Dataset items
□ □ □ □ □ □ □
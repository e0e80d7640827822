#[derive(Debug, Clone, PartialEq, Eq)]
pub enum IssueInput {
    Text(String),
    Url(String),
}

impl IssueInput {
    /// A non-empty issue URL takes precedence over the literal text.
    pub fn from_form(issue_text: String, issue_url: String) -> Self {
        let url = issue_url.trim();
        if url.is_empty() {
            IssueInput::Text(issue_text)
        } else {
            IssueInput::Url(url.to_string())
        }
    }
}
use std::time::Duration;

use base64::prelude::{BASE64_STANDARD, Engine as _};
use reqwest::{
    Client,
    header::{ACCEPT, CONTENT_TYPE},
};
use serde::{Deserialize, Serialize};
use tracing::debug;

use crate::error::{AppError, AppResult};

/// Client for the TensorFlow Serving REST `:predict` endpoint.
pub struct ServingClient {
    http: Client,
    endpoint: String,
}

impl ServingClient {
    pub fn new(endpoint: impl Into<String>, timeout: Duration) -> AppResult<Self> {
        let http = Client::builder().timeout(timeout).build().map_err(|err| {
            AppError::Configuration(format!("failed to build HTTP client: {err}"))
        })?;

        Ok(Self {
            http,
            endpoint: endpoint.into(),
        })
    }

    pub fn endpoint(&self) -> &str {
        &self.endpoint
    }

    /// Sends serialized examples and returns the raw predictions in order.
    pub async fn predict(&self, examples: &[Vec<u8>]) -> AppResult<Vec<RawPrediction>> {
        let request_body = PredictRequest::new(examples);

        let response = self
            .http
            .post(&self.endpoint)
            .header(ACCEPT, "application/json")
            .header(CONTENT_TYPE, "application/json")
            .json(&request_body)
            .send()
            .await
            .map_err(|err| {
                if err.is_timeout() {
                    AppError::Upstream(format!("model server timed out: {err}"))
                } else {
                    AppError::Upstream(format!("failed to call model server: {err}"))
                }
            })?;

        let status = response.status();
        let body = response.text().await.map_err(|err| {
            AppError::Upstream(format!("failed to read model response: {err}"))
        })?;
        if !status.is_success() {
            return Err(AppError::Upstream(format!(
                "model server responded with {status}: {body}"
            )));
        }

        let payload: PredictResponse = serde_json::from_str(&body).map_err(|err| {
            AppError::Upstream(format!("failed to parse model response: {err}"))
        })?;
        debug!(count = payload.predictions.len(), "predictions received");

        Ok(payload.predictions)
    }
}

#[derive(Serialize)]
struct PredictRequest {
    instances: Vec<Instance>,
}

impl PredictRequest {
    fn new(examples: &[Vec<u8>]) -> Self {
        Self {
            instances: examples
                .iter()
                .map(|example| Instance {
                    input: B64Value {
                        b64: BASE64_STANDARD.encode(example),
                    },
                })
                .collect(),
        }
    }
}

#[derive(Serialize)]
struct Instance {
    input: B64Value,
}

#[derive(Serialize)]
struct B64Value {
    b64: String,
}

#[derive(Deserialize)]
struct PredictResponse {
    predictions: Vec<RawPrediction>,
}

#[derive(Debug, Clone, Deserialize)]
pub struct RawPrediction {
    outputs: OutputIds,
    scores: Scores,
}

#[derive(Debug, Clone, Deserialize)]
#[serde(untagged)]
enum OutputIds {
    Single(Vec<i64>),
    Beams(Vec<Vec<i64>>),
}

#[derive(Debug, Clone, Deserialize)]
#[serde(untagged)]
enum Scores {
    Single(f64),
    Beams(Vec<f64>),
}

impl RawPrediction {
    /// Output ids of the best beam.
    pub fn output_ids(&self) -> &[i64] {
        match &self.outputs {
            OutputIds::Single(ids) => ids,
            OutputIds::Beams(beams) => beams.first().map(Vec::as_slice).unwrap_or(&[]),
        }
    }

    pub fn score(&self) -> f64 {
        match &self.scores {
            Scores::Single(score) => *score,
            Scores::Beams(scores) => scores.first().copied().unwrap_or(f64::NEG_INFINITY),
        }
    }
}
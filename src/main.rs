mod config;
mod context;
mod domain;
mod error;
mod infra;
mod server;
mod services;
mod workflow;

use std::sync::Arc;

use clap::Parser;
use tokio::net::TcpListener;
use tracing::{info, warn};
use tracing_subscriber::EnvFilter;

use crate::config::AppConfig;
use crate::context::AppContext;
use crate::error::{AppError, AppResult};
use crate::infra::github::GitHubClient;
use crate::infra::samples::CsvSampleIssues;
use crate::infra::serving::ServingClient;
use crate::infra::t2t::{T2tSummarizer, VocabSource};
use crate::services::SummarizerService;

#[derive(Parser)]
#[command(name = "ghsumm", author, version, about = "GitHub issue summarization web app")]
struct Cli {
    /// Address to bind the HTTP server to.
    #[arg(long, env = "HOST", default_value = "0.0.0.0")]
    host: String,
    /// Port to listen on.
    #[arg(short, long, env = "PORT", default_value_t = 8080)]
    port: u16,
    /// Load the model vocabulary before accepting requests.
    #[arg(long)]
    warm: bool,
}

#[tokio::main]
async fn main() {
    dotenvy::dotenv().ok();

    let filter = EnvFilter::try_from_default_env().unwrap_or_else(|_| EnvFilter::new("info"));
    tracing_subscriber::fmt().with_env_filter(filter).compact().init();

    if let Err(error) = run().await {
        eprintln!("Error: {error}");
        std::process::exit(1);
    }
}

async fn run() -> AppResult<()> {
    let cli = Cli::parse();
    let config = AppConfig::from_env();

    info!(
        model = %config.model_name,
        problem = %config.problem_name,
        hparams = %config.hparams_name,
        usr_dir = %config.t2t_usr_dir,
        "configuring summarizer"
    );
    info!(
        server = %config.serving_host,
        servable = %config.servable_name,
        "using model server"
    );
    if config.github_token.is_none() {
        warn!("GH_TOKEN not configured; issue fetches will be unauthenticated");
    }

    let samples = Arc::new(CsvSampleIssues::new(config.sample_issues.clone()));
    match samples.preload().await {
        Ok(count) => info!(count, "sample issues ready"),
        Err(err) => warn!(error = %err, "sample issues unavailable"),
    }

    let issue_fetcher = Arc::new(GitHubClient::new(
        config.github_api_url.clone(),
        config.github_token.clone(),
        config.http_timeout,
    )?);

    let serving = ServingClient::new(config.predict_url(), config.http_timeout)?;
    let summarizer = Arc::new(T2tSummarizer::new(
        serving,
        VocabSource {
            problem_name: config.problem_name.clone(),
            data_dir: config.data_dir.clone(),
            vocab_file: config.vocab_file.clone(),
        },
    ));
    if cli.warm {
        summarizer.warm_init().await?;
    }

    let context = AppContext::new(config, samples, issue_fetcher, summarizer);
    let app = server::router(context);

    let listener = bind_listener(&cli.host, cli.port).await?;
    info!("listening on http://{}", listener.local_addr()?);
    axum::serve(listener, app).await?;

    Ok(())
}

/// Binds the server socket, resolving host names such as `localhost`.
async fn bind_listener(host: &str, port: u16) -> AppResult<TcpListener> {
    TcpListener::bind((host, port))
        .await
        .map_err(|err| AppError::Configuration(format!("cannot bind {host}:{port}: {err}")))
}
□ □ □ □ □ □ □
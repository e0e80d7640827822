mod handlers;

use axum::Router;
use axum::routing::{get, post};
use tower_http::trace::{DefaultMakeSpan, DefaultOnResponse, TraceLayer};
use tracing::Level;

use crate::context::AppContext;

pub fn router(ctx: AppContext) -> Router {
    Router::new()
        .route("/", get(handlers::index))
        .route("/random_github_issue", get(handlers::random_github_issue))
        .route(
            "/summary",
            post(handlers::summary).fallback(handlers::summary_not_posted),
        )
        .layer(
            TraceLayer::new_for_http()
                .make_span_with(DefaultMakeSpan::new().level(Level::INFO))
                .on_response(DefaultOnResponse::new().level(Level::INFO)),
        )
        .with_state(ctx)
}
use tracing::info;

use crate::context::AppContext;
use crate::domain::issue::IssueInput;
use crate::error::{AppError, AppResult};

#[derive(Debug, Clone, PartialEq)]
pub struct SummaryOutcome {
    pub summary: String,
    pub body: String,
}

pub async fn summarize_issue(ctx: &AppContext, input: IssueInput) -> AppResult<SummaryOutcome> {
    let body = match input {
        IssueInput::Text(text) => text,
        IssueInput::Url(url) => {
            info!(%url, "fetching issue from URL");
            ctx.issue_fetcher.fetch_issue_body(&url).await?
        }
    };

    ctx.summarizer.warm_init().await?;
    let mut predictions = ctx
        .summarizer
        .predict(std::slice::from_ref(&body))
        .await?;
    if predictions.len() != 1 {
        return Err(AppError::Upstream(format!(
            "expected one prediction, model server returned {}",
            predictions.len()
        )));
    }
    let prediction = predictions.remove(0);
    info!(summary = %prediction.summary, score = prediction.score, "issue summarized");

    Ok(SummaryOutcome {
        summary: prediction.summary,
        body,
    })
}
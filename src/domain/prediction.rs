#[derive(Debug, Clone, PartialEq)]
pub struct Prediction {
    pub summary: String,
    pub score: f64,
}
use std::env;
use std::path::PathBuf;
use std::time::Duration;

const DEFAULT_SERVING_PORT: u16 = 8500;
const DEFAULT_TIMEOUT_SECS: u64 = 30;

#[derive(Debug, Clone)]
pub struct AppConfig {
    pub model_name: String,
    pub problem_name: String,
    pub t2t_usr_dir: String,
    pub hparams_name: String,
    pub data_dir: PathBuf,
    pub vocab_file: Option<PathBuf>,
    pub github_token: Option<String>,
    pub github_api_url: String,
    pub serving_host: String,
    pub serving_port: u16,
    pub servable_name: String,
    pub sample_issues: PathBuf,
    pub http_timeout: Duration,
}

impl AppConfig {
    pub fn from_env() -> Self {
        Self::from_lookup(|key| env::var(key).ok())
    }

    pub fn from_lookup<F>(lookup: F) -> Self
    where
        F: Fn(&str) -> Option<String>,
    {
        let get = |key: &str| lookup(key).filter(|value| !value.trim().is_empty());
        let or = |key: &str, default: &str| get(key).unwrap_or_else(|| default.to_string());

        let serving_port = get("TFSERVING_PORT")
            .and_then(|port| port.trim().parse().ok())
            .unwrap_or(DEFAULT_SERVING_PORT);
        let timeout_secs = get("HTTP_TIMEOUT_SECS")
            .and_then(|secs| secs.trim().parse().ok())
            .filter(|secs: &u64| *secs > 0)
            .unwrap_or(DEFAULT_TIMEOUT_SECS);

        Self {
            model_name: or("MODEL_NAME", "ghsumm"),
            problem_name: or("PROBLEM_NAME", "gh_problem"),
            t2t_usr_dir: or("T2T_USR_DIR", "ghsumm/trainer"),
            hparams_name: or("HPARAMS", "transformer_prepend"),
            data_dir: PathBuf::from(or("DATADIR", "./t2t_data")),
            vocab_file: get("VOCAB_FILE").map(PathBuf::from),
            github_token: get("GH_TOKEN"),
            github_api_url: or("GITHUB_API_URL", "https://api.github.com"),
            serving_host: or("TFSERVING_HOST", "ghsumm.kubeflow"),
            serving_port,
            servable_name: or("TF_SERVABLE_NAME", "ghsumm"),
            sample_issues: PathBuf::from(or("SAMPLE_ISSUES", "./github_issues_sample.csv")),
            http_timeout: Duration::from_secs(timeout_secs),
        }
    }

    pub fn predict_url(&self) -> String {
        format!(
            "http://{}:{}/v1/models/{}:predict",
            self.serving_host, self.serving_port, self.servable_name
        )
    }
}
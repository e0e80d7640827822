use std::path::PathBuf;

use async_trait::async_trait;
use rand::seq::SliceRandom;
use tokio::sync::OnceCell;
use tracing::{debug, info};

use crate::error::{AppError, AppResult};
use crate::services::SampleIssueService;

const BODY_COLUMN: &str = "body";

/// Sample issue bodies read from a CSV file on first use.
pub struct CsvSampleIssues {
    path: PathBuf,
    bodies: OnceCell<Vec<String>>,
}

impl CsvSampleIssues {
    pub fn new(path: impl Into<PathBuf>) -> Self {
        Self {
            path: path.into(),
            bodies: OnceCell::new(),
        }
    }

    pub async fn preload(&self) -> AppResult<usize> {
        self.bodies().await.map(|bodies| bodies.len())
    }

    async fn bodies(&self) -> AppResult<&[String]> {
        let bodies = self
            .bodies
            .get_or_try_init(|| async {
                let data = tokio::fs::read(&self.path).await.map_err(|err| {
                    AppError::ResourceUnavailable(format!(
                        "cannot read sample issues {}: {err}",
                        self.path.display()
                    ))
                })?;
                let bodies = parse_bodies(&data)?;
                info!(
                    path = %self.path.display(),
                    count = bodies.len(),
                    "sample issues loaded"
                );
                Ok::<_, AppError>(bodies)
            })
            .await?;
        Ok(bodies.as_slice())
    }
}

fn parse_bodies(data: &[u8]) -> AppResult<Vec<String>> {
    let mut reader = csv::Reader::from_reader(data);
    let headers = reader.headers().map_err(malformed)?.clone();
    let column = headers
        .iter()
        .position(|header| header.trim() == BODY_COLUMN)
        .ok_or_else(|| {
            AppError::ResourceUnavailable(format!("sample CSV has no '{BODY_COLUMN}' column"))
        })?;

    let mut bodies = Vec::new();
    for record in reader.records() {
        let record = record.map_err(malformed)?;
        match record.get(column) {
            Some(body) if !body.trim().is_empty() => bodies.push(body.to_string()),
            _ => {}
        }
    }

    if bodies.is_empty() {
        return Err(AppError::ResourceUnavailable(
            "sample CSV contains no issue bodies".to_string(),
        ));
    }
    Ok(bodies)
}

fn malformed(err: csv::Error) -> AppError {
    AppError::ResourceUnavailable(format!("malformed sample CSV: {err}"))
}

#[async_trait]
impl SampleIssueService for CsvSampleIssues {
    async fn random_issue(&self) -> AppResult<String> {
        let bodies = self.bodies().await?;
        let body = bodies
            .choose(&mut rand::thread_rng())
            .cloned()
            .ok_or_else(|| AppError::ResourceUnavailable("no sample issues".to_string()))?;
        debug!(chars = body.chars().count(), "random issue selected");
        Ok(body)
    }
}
□ □ □ □ □ □ □
BRIEF: Only lines of the data holding the word "instances" go in the answer. Please copy each of them.

RESULT:
    instances: Vec<Instance>,
            instances: examples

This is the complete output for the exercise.